Sri Mulyani mengatakan mayoritas investasi akan berbentuk pinjaman lunak dan komersial. Sedangkan porsi hibah hanya sekitar US$ 600 juta atau 3%.

Katadata-Menteri Keuangan Sri Mulyani memastikan akan memonitor realisasi janji Amerika Serikat, Jepang dan mitra internasional lainnya terkait investasi transisi energi senilai US$ 20 miliar atau Rp 310 triliun. Investasi ini rencananya disalurkan dalam 3-5 tahun ke depan.

“Follow up deklarasi G20 yang langsung berhubungan dengan Indonesia seperti berbagai kesepakatan seperti transisi energi senilai US$ 20 miliar nanti kita akan terus monitor dengan PLN,” kata Sri Mulyani saat ditemui di Hotel Fairmont, Jakarta, Selasa (20/12).

Bendahara negara itu juga memastikan komitmen lainnya terkait investasi transisi energi di luar JETP juga akan terus ditagih. Seperti diketahui, terdapat janji investasi lainnya senilai US$ 500 juta atau Rp 7,8 triliun dari Climate Investment Fund (CIF) yang diumumkan saat G20 lalu.

“Kami akan follow up sehingga dana-dana tersebut bisa benar-benar masuk ke Indonesia,” ujar Sri.

Pertemuan KTT G20 yang berlangsung di Bali pertengahan November lalu menghasilkan sejumlah komitmen investasi, salah satunya dari kelompok negara maju G7 dan beberapa mitra internasional.

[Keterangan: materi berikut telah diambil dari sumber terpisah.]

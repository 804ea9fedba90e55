//! River stage
//!
//! Rivers are traced from random hills as biased 8-directional walks. A walk
//! that is too short or that dead-ends inland is rolled back from a snapshot.

use rand::rngs::StdRng;
use rand::seq::SliceRandom;

use super::climate::Biomes;
use super::{irand, GenerationError};
use crate::world::biome::BiomeType;
use crate::world::point::{Point, DIRECTIONS, NEIGHBOURS, WIDTH};

/// Sources tried per world
pub const MAX_RIVER_ATTEMPTS: u32 = 256;

/// Shortest river that is kept
pub const MIN_RIVER_LENGTH: u32 = 5;

/// Walk length at which a trace is considered runaway
pub const MAX_RIVER_STEPS: u32 = 4096;

/// Rivers accepted before the stage stops
pub fn max_rivers(land_size: i32, climate: i32) -> u32 {
    ((land_size + climate) * 2 + 6).max(0) as u32
}

/// Result of tracing one river
#[derive(Debug, Clone, Copy, PartialEq, Eq)]
pub enum RiverOutcome {
    Accepted { length: u32 },
    Rejected { length: u32 },
}

#[derive(Debug, Clone, Default)]
pub struct RiverStats {
    pub attempts: u32,
    pub accepted: u32,
    pub rejected: u32,
}

/// Carve rivers into `biomes`
pub fn generate_rivers(
    rng: &mut StdRng,
    biomes: &mut Biomes,
    land_size: i32,
    climate: i32,
) -> Result<RiverStats, GenerationError> {
    let limit = max_rivers(land_size, climate);
    let mut stats = RiverStats::default();
    let mut backup = biomes.clone();

    for attempt in 0..MAX_RIVER_ATTEMPTS {
        if stats.accepted >= limit {
            break;
        }

        let hills: Vec<Point> = biomes
            .iter()
            .filter(|&(_, kind)| kind == BiomeType::Hills)
            .map(|(p, _)| p)
            .collect();
        let Some(&source) = hills.choose(rng) else {
            log::debug!("Rivers: no hills left after {} attempts", attempt);
            break;
        };

        backup.copy_from(biomes);
        stats.attempts += 1;
        match trace_river(rng, biomes, &backup, source, attempt)? {
            RiverOutcome::Accepted { .. } => stats.accepted += 1,
            RiverOutcome::Rejected { .. } => stats.rejected += 1,
        }
    }

    log::debug!(
        "Rivers: {} accepted, {} rolled back (limit {})",
        stats.accepted,
        stats.rejected,
        limit
    );
    Ok(stats)
}

/// Trace one river from `source`.
///
/// `backup` must hold the layer as it was before the trace; a rejected or
/// runaway river restores it exactly.
pub fn trace_river(
    rng: &mut StdRng,
    biomes: &mut Biomes,
    backup: &Biomes,
    source: Point,
    attempt: u32,
) -> Result<RiverOutcome, GenerationError> {
    trace_river_with_limit(rng, biomes, backup, source, attempt, MAX_RIVER_STEPS)
}

pub(crate) fn trace_river_with_limit(
    rng: &mut StdRng,
    biomes: &mut Biomes,
    backup: &Biomes,
    source: Point,
    attempt: u32,
    max_steps: u32,
) -> Result<RiverOutcome, GenerationError> {
    let mut p = source;
    let mut dir = irand(rng, 4) * 2;
    let mut length: u32 = 0;

    let (ocean_nearby, next) = loop {
        biomes.set(p, BiomeType::Rivers);
        let ocean_nearby = DIRECTIONS
            .iter()
            .any(|&d| biomes.get(p.offset(d)) == BiomeType::Ocean);

        // Alternate between allowing a right turn and a left turn
        dir = ((irand(rng, 2) - (length & 1) as i32) * 2 + dir) & 7;
        let step = p.offset(NEIGHBOURS[dir as usize]);
        p = Point::new(step.x.rem_euclid(WIDTH), step.y);
        let next = biomes.get(p);
        length += 1;

        if ocean_nearby
            || matches!(next, BiomeType::Mountains | BiomeType::Ocean | BiomeType::Rivers)
        {
            break (ocean_nearby, next);
        }
        if length >= max_steps {
            biomes.copy_from(backup);
            return Err(GenerationError::RiverRunaway { attempt, steps: length });
        }
    };

    if (ocean_nearby || next == BiomeType::Rivers) && length >= MIN_RIVER_LENGTH {
        for &d in &NEIGHBOURS {
            let q = source.offset(d);
            let q = Point::new(q.x.rem_euclid(WIDTH), q.y);
            if biomes.get(q) == BiomeType::Forest {
                biomes.set(q, BiomeType::Jungle);
            }
        }
        Ok(RiverOutcome::Accepted { length })
    } else {
        biomes.copy_from(backup);
        Ok(RiverOutcome::Rejected { length })
    }
}

#[cfg(test)]
mod tests {
    use super::*;
    use crate::world::point::HEIGHT;
    use rand::SeedableRng;

    /// Plains between ocean bands, with one hill at the centre
    fn basin() -> (Biomes, Point) {
        let source = Point::new(20, 20);
        let biomes = Biomes::from_fn(|p| {
            if p == source {
                BiomeType::Hills
            } else if p.y <= 2 || p.y >= 26 {
                BiomeType::Ocean
            } else {
                BiomeType::Plains
            }
        });
        (biomes, source)
    }

    #[test]
    fn test_river_limit() {
        assert_eq!(max_rivers(0, 0), 6);
        assert_eq!(max_rivers(1, 1), 10);
    }

    #[test]
    fn test_rejected_river_leaves_no_trace() {
        // A hill boxed in by mountains dead-ends after one step
        let source = Point::new(30, 30);
        let biomes = Biomes::from_fn(|p| {
            if p == source {
                BiomeType::Hills
            } else if p.distance(source) == 1 {
                BiomeType::Mountains
            } else {
                BiomeType::Plains
            }
        });
        let mut working = biomes.clone();
        let mut rng = StdRng::seed_from_u64(4);

        let stats = generate_rivers(&mut rng, &mut working, 1, 1).unwrap();

        assert_eq!(stats.accepted, 0);
        assert_eq!(stats.rejected, MAX_RIVER_ATTEMPTS);
        assert_eq!(working, biomes);
    }

    #[test]
    fn test_no_hills_is_a_noop() {
        let biomes = Biomes::from_fn(|p| if p.y < HEIGHT / 2 { BiomeType::Ocean } else { BiomeType::Plains });
        let mut working = biomes.clone();
        let mut rng = StdRng::seed_from_u64(4);
        let stats = generate_rivers(&mut rng, &mut working, 1, 1).unwrap();
        assert_eq!(stats.attempts, 0);
        assert_eq!(working, biomes);
    }

    #[test]
    fn test_trace_outcomes_are_consistent() {
        let mut accepted = 0;
        for seed in 0..32 {
            let (original, source) = basin();
            let mut biomes = original.clone();
            let mut rng = StdRng::seed_from_u64(seed);
            match trace_river(&mut rng, &mut biomes, &original, source, 0).unwrap() {
                RiverOutcome::Accepted { length } => {
                    accepted += 1;
                    assert!(length >= MIN_RIVER_LENGTH);
                    assert_eq!(biomes.get(source), BiomeType::Rivers);
                    let rivers = biomes.cells().iter().filter(|&&b| b == BiomeType::Rivers).count();
                    assert!(rivers >= MIN_RIVER_LENGTH as usize);
                }
                RiverOutcome::Rejected { .. } => assert_eq!(biomes, original),
            }
        }
        assert!(accepted > 0);
    }

    #[test]
    fn test_runaway_river_restores_layer() {
        // The source sits well inland, so two steps never reach the coast
        let (original, source) = basin();
        let mut biomes = original.clone();
        let mut rng = StdRng::seed_from_u64(1);
        let err = trace_river_with_limit(&mut rng, &mut biomes, &original, source, 3, 2).unwrap_err();
        assert_eq!(err, GenerationError::RiverRunaway { attempt: 3, steps: 2 });
        assert_eq!(biomes, original);
    }

    #[test]
    fn test_accepted_rivers_respect_limit() {
        let mut biomes = Biomes::from_fn(|p| {
            if p.y <= 2 || p.y >= HEIGHT - 3 || p.x % 10 == 0 {
                BiomeType::Ocean
            } else {
                BiomeType::Hills
            }
        });
        let mut rng = StdRng::seed_from_u64(8);
        let stats = generate_rivers(&mut rng, &mut biomes, 0, 0).unwrap();
        assert!(stats.accepted <= max_rivers(0, 0));
        assert_eq!(stats.attempts, stats.accepted + stats.rejected);
    }
}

Komitmen investasi dilakukan melalui program just and energy transition partnership (JETP) dengan nilai komitmen US$ 20 miliar.

Mobilisasi dana tersebut terutama akan digawangi oleh Amerika Serikat dan Jepang dengan rencana pencairan 3-5 tahun ke depan. Pembiayaan ini sebagian akan berasal dari pembiayaan publik dan sebagian lainnya dari mitra swasta terutama dari koalisi Glasgow Financial Alliance for Net Zero (GFANZ).

Mantan Managing Director IMF itu sebelumnya sempat mengatakan mayoritas dana tersebut akan berbentuk pinjaman lunak dan komersial. Sedangkan porsi hibah hanya sekitar US$ 600 juta atau 3% dari total dana JETP. Namun demikian ia memastikan pinjaman ini tidak akan menimbulkan tumpukan utang baru.

“Kami tidak akan menciptakan utang baru dari program ini, pasti tetap akan hati-hati. Kalau pendanaan dan pembiayaan tetap akan dilihat di konsep APBN,” kata Sri Mulyani di Istana Negara, Senin (28/11) lalu.

Sebelumnya Peneliti dan Program Manager Trend Asia, Andri Prasetiyo meminta pemerintah memastikan bahwa pendanaan dari Amerika Cs  memiliki porsi hibah atau pembiayaan lunak yang cukup. Ia menilai pembiayaan lunak lebih aman ketimbang pembiayaan komersial yang mengikuti tingkat bunga yang berlaku di pasar.

“Ada resiko bahwa JETP ini jadi semacam utang baru karena porsi hibah ini tidak cukup untuk membantu negara berkembang seperti Indonesia untuk keluar dari ketergantungan batu bara,” ujar Andri pada Jumat (18/11).